Régis de Oliveira Montenegro Barbosa, juiz de direito - ZERO HORA 20/01/2012
Em se tratando de delito de trânsito, não podemos nos deixar seduzir pelos discursos prontos, sendo imperativo distinguir o “dolo eventual” da “culpa consciente”. Aquele verifica-se quando o autor do fato, ainda que prevendo o resultado, a ele adere ou se mostra indiferente, pouco importando venha ou não a ocorrer, por isso que se fala em “assumir o risco”. Já na culpa consciente, a possibilidade da produção do evento danoso é prevista pelo agente, só que este acredita que não vá ocorrer, não o desejando. A fronteira é tênue, mas há de ser respeitada, sob pena de exageros e injustiças. Ora, o só fato de ingerir bebida alcoólica antes de dirigir não implica, necessariamente, “assumir” o efeito funesto que dele possa advir.
O recente e desditoso episódio protagonizado pela “modelo” na Estrada do Mar é emblemático neste aspecto, mesmo na ausência de habilitação para dirigir. É intuitivo que, salvo raríssimas exceções, ninguém deseja, deliberadamente, se envolver em acidente de trânsito, do qual poderá resultar graves ferimentos ou a própria morte.

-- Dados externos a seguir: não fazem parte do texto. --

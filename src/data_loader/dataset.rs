// src/data_loader/dataset.rs
//
// Copyright, 2025.  Signal65 / Futurum Group.
//
//! Core dataset abstractions shared by every few-shot adapter.
//!
//! A dataset is map-style: it knows its length and can fetch a sample at a
//! random index.  Datasets that index a labelled image collection also
//! expose the per-image label array, which is what the episodic batch
//! sampler draws from.

use async_trait::async_trait;
use thiserror::Error;
use anyhow::Error as AnyError;

/// Item-level error type for dataset, sampler & loader operations.
#[derive(Error, Debug)]
pub enum DatasetError {
    #[error("index out of range: {0}")]
    IndexOutOfRange(usize),

    #[error("operation not supported for this dataset type")]
    Unsupported,

    #[error("failed to decode image {path}: {source}")]
    Image {
        path: String,
        #[source]
        source: image::ImageError,
    },

    #[error("failed to read npz archive {path}: {source}")]
    Npz {
        path: String,
        #[source]
        source: ndarray_npy::ReadNpzError,
    },

    #[error("failed to parse csv index {path}: {source}")]
    Csv {
        path: String,
        #[source]
        source: csv::Error,
    },

    #[error("invalid batch sampler configuration: {0}")]
    Sampler(String),

    // generic backend error (I/O, task join, malformed index files)
    #[error(transparent)]
    Backend(#[from] AnyError),
}

impl From<String> for DatasetError {
    fn from(s: String) -> Self {
        DatasetError::Backend(AnyError::msg(s))
    }
}

impl From<&str> for DatasetError {
    fn from(s: &str) -> Self {
        DatasetError::Backend(AnyError::msg(s.to_string()))
    }
}

/// A logical collection of **samples** (episodes, labelled images).
#[async_trait]
pub trait Dataset: Send + Sync + 'static {
    /// Concrete Rust type produced for each sample.
    type Item: Send + 'static;

    /// Total number of samples if known *a priori*; otherwise `None`.
    fn len(&self) -> Option<usize>;

    /// Retrieve a sample by zero-based index.
    async fn get(&self, index: usize) -> Result<Self::Item, DatasetError>;

    /// Class label of every underlying image, if the dataset has one.
    fn labels(&self) -> Option<&[usize]> {
        None
    }

    /// Convenience helper.
    fn is_empty(&self) -> bool {
        self.len().map(|n| n == 0).unwrap_or(false)
    }
}
//! tiered-ImageNet adapter, directory layout.
//!
//! Layout: `root/<mode>/<class_dir>/<image>`.  Class directories and the
//! files inside them are sorted so ids are stable across runs.

use std::path::{Path, PathBuf};

use crate::config::Split;
use crate::data_loader::DatasetError;
use crate::datasets::episode::{Episode, EpisodicImages, EpisodicParams};
use crate::log_sink::LogSink;

#[derive(Debug, Clone)]
pub struct TieredImagenet {
    mode: Split,
    method: String,
    inner: EpisodicImages,
}

impl TieredImagenet {
    pub fn new(
        root: &Path,
        mode: Split,
        params: &EpisodicParams,
        log: &LogSink,
    ) -> Result<Self, DatasetError> {
        let split_dir = root.join(mode.as_str());
        let (images, labels, class_names) = scan_class_dirs(&split_dir)?;
        let inner = EpisodicImages::new(images, labels, class_names, params)?;

        let shape = inner.shape();
        log.print_log(&format!(
            "tier-imagenet {}: {} images, {} classes, {} episodes of {}-way {}-shot {}-query, resize:{}",
            mode,
            inner.num_images(),
            inner.class_names().len(),
            inner.len(),
            shape.n_way,
            shape.k_shot,
            shape.k_query,
            params.resize
        ));

        Ok(Self { mode, method: params.method.clone(), inner })
    }

    pub fn mode(&self) -> Split {
        self.mode
    }

    pub fn method(&self) -> &str {
        &self.method
    }

    pub fn images(&self) -> &EpisodicImages {
        &self.inner
    }

    pub fn len(&self) -> usize {
        self.inner.len()
    }

    pub fn is_empty(&self) -> bool {
        self.inner.is_empty()
    }

    pub fn labels(&self) -> &[usize] {
        self.inner.labels()
    }

    pub async fn get(&self, index: usize) -> Result<Episode, DatasetError> {
        self.inner.episode(index).await
    }
}

fn sorted_entries(dir: &Path) -> Result<Vec<PathBuf>, DatasetError> {
    let entries = std::fs::read_dir(dir)
        .map_err(|e| DatasetError::from(format!("Failed to read directory {}: {}", dir.display(), e)))?;
    let mut paths = Vec::new();
    for entry in entries {
        let entry = entry
            .map_err(|e| DatasetError::from(format!("Failed to read directory entry: {}", e)))?;
        paths.push(entry.path());
    }
    paths.sort();
    Ok(paths)
}

/// Collect images under one directory per class.
fn scan_class_dirs(split_dir: &Path) -> Result<(Vec<PathBuf>, Vec<usize>, Vec<String>), DatasetError> {
    if !split_dir.is_dir() {
        return Err(DatasetError::from(format!("Split directory does not exist: {}", split_dir.display())));
    }

    let mut images = Vec::new();
    let mut labels = Vec::new();
    let mut class_names = Vec::new();
    for class_dir in sorted_entries(split_dir)?.into_iter().filter(|p| p.is_dir()) {
        let id = class_names.len();
        let name = class_dir
            .file_name()
            .map(|n| n.to_string_lossy().into_owned())
            .unwrap_or_default();
        for file in sorted_entries(&class_dir)?.into_iter().filter(|p| p.is_file()) {
            images.push(file);
            labels.push(id);
        }
        class_names.push(name);
    }
    Ok((images, labels, class_names))
}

Perceptível a “onda” de rigorismo a grassar nos meios de comunicação, moldando a mentalidade coletiva, fruto da concepção que vê na cadeia uma espécie de redenção para os males do mundo. Cabe um parêntese: prisão antes da sentença condenatória ao final do processo penal vem chancelada em nosso ordenamento jurídico em apertadas hipóteses, exaustivamente contempladas, não guardando função punitiva. É provisória e de natureza cautelar.
Não olvidemos que a decantada “comoção social” que alguns acidentes de trânsito ocasionam está crivada de “emocionalismo” e imantada por uma visão leiga. A menos que se altere o Código de Processo Penal ou se faça “letra morta” do princípio constitucional da inocência, que tem por escopo proporcionar segurança jurídica, na ausência do qual ficamos sujeitos a punição prévia e sem ampla possibilidade de defesa.
Uma das alternativas aponta para o agravamento da sanção prevista para crimes culposos de trânsito, dentre os quais radica a culpa consciente, a qual se traduz em 90% dos casos em que se está a bradar, irrefletidamente, que houve a assunção do resultado ou do risco de produzi-lo pelo causador do fato. A não ser que se dispense tratamento igualitário entre o infrator de trânsito e o criminoso comum, o que, não sem algum perigo, parece estar a ocorrer!
Só para não deixar passar: que se retirem os sinais indicativos de detectores de velocidade, mas, então, que sejam aumentados os incompatíveis e quase fictícios limites “máximos” nas vias e estradas, os quais duvido que até as autoridades de trânsito e os arautos do “politicamente correto” invariavelmente obedeçam!